AIM OF THE EXERCISE — Please show all lines of the records that include "last".

Dataset entries
• • •

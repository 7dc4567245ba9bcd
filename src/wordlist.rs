use std::fs::File;
use std::io::{BufRead, BufReader};
use std::path::{Path, PathBuf};

use once_cell::sync::OnceCell;
use unicode_normalization::UnicodeNormalization;

use crate::error::{Error, Result};

/// Path of the wordlist shipped with the crate, anchored at the manifest
/// directory. A 2048-word indexed list in diceware format.
pub const DEFAULT_WORDLIST_PATH: &str =
    concat!(env!("CARGO_MANIFEST_DIR"), "/assets/wordlist.txt");

/// Lazily-loaded, process-lifetime wordlist.
///
/// The file is read and parsed at most once; concurrent callers during the
/// first load block until the cache is populated and then observe the same
/// cached slice. The cache is an explicit value rather than module-level
/// state so tests and embedders can supply their own instance.
#[derive(Debug)]
pub struct WordlistCache {
    path: PathBuf,
    words: OnceCell<Vec<String>>,
}

impl Default for WordlistCache {
    fn default() -> Self {
        Self::new(DEFAULT_WORDLIST_PATH)
    }
}

impl WordlistCache {
    pub fn new(path: impl Into<PathBuf>) -> Self {
        Self {
            path: path.into(),
            words: OnceCell::new(),
        }
    }

    pub fn path(&self) -> &Path {
        &self.path
    }

    /// Returns the cached wordlist, reading and parsing the file on first use.
    ///
    /// Lines may carry an optional leading index token (die rolls in diceware
    /// lists); only the last whitespace-separated token is kept. Blank lines
    /// are skipped and every retained word is NFC-normalized.
    pub fn load(&self) -> Result<&[String]> {
        self.words
            .get_or_try_init(|| read_wordlist(&self.path))
            .map(Vec::as_slice)
    }
}

fn read_wordlist(path: &Path) -> Result<Vec<String>> {
    let file = File::open(path).map_err(|err| match err.kind() {
        std::io::ErrorKind::NotFound => Error::NotFound {
            path: path.to_path_buf(),
        },
        _ => Error::Io(err),
    })?;

    let mut words = Vec::new();
    for line in BufReader::new(file).lines() {
        let line = line?;
        let Some(word) = line.split_whitespace().last() else {
            continue;
        };
        words.push(word.nfc().collect());
    }

    if words.is_empty() {
        return Err(Error::InvalidState(format!(
            "wordlist at {} contains no words",
            path.display()
        )));
    }

    Ok(words)
}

• • •

OUTPUT BELOW —
    /// lists); only the last whitespace-separated token is kept. Blank lines
        let Some(word) = line.split_whitespace().last() else {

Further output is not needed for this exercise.